Extend the method to

  • non-integral bases,

  • higher dimensions.

ALGORITHM:

See [HKP2015], Section 6. However, there are also recursion transitions for states of level \(<\kappa\) if the recursion rules allow such a transition. Furthermore, the intermediate step of a non-deterministic transducer is left out by implicitly using recursion transitions.
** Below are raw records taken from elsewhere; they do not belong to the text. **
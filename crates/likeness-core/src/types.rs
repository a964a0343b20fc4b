use image::DynamicImage;
use serde::{Deserialize, Serialize};
use std::cmp::Ordering;
use std::time::Instant;

/// Label reported when no gallery identity clears the acceptance threshold.
pub const UNKNOWN_LABEL: &str = "unknown";

/// Face region reported by a detector, in frame pixel coordinates.
#[derive(Debug, Clone, PartialEq, Serialize, Deserialize)]
pub struct FaceRegion {
    pub x: f32,
    pub y: f32,
    pub width: f32,
    pub height: f32,
    pub confidence: f32,
    /// Five-point facial landmarks: [left_eye, right_eye, nose, left_mouth, right_mouth].
    pub landmarks: Option<[(f32, f32); 5]>,
}

/// Integer rectangle fully inside an image.
#[derive(Debug, Clone, Copy, PartialEq, Eq)]
pub struct PixelRect {
    pub x: u32,
    pub y: u32,
    pub width: u32,
    pub height: u32,
}

impl FaceRegion {
    /// Region without landmarks and with full confidence.
    pub fn new(x: f32, y: f32, width: f32, height: f32) -> Self {
        Self {
            x,
            y,
            width,
            height,
            confidence: 1.0,
            landmarks: None,
        }
    }

    /// Clip the region to an image of `width` x `height` pixels.
    ///
    /// Returns `None` when nothing of the region lies inside the image.
    pub fn clip(&self, width: u32, height: u32) -> Option<PixelRect> {
        let coords = [self.x, self.y, self.width, self.height];
        if coords.iter().any(|v| !v.is_finite()) {
            return None;
        }

        let x0 = self.x.max(0.0).floor();
        let y0 = self.y.max(0.0).floor();
        let x1 = (self.x + self.width).min(width as f32).ceil();
        let y1 = (self.y + self.height).min(height as f32).ceil();
        if x1 <= x0 || y1 <= y0 {
            return None;
        }

        Some(PixelRect {
            x: x0 as u32,
            y: y0 as u32,
            width: (x1 - x0) as u32,
            height: (y1 - y0) as u32,
        })
    }

    /// Intersection-over-union with another region.
    pub fn iou(&self, other: &FaceRegion) -> f32 {
        let left = self.x.max(other.x);
        let top = self.y.max(other.y);
        let right = (self.x + self.width).min(other.x + other.width);
        let bottom = (self.y + self.height).min(other.y + other.height);

        let inter = (right - left).max(0.0) * (bottom - top).max(0.0);
        let union = self.width * self.height + other.width * other.height - inter;
        if union > 0.0 {
            inter / union
        } else {
            0.0
        }
    }
}

/// Fixed-length face descriptor: an embedding or a flattened histogram.
#[derive(Debug, Clone, PartialEq, Serialize, Deserialize)]
#[serde(transparent)]
pub struct Descriptor {
    values: Vec<f32>,
}

impl Descriptor {
    pub fn new(values: Vec<f32>) -> Self {
        Self { values }
    }

    pub fn values(&self) -> &[f32] {
        &self.values
    }

    pub fn len(&self) -> usize {
        self.values.len()
    }

    pub fn is_empty(&self) -> bool {
        self.values.is_empty()
    }

    /// Euclidean (L2) norm.
    pub fn norm(&self) -> f32 {
        self.values.iter().map(|v| v * v).sum::<f32>().sqrt()
    }

    /// Scale to unit length. A zero vector is returned unchanged.
    pub fn l2_normalized(mut self) -> Self {
        let norm = self.norm();
        if norm > 0.0 {
            for v in &mut self.values {
                *v /= norm;
            }
        }
        self
    }

    /// Cosine similarity in [-1, 1]; 0.0 when either vector is zero.
    pub fn cosine_similarity(&self, other: &Descriptor) -> f32 {
        let mut dot = 0.0f32;
        let mut norm_a = 0.0f32;
        let mut norm_b = 0.0f32;
        for (a, b) in self.values.iter().zip(&other.values) {
            dot += a * b;
            norm_a += a * a;
            norm_b += b * b;
        }

        let denom = norm_a.sqrt() * norm_b.sqrt();
        if denom > 0.0 {
            dot / denom
        } else {
            0.0
        }
    }

    pub fn euclidean_distance(&self, other: &Descriptor) -> f32 {
        self.values
            .iter()
            .zip(&other.values)
            .map(|(a, b)| (a - b).powi(2))
            .sum::<f32>()
            .sqrt()
    }

    /// Symmetric chi-square distance, `sum 2(a-b)^2 / (a+b)`, as used by
    /// LBPH recognizers. Bins where both values are zero contribute nothing.
    pub fn chi_square_distance(&self, other: &Descriptor) -> f32 {
        self.values
            .iter()
            .zip(&other.values)
            .filter(|(a, b)| **a + **b > 0.0)
            .map(|(a, b)| 2.0 * (a - b).powi(2) / (a + b))
            .sum()
    }

    /// Arithmetic mean of equal-length descriptors, summed in slice order.
    ///
    /// Returns `None` for an empty slice or mismatched lengths.
    pub fn mean(descriptors: &[Descriptor]) -> Option<Descriptor> {
        let first = descriptors.first()?;
        let dim = first.len();
        if descriptors.iter().any(|d| d.len() != dim) {
            return None;
        }

        let mut sums = vec![0.0f64; dim];
        for d in descriptors {
            for (sum, v) in sums.iter_mut().zip(&d.values) {
                *sum += *v as f64;
            }
        }
        let count = descriptors.len() as f64;
        Some(Descriptor::new(
            sums.into_iter().map(|s| (s / count) as f32).collect(),
        ))
    }
}

/// Comparison direction of a score.
#[derive(Debug, Clone, Copy, PartialEq, Eq, Serialize, Deserialize)]
#[serde(rename_all = "snake_case")]
pub enum Polarity {
    /// Distances: smaller scores are better matches.
    LowerIsBetter,
    /// Similarities: larger scores are better matches.
    HigherIsBetter,
}

impl Polarity {
    /// Order two scores best-first.
    pub fn compare(self, a: f32, b: f32) -> Ordering {
        match self {
            Polarity::LowerIsBetter => a.total_cmp(&b),
            Polarity::HigherIsBetter => b.total_cmp(&a),
        }
    }

    pub fn is_better(self, candidate: f32, incumbent: f32) -> bool {
        self.compare(candidate, incumbent) == Ordering::Less
    }

    /// Score that every real score beats.
    pub fn worst(self) -> f32 {
        match self {
            Polarity::LowerIsBetter => f32::INFINITY,
            Polarity::HigherIsBetter => f32::NEG_INFINITY,
        }
    }
}

/// Outcome of classifying one probe descriptor against a gallery.
#[derive(Debug, Clone, PartialEq, Serialize)]
pub struct MatchResult {
    /// Accepted identity; `None` means "unknown".
    pub identity: Option<String>,
    /// Nominally closest identity, reported even when it was rejected.
    pub candidate: Option<String>,
    pub score: f32,
    pub polarity: Polarity,
}

impl MatchResult {
    pub fn unknown(candidate: Option<String>, score: f32, polarity: Polarity) -> Self {
        Self {
            identity: None,
            candidate,
            score,
            polarity,
        }
    }

    pub fn is_match(&self) -> bool {
        self.identity.is_some()
    }

    /// Accepted identity name, or [`UNKNOWN_LABEL`].
    pub fn label(&self) -> &str {
        self.identity.as_deref().unwrap_or(UNKNOWN_LABEL)
    }
}

/// One decoded video frame or still image.
#[derive(Debug, Clone)]
pub struct Frame {
    pub image: DynamicImage,
    pub sequence: u64,
    pub timestamp: Instant,
}

impl Frame {
    pub fn new(image: DynamicImage, sequence: u64) -> Self {
        Self {
            image,
            sequence,
            timestamp: Instant::now(),
        }
    }
}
The well-posedness is checked in a truncated version of the recursion digraph.

class RecursionRule(K, r, k, s, t)#

Bases: tuple

K#

Alias for field number 0

k#

Alias for field number 2

r#

Alias for field number 1

s#

Alias for field number 3

t#

Alias for field number 4

Wait(input_alphabet, threshold=1)#

Writes False until reading the threshold-th occurrence of a true input letter; then writes True.

INPUT:

  • input_alphabet – a list or other iterable.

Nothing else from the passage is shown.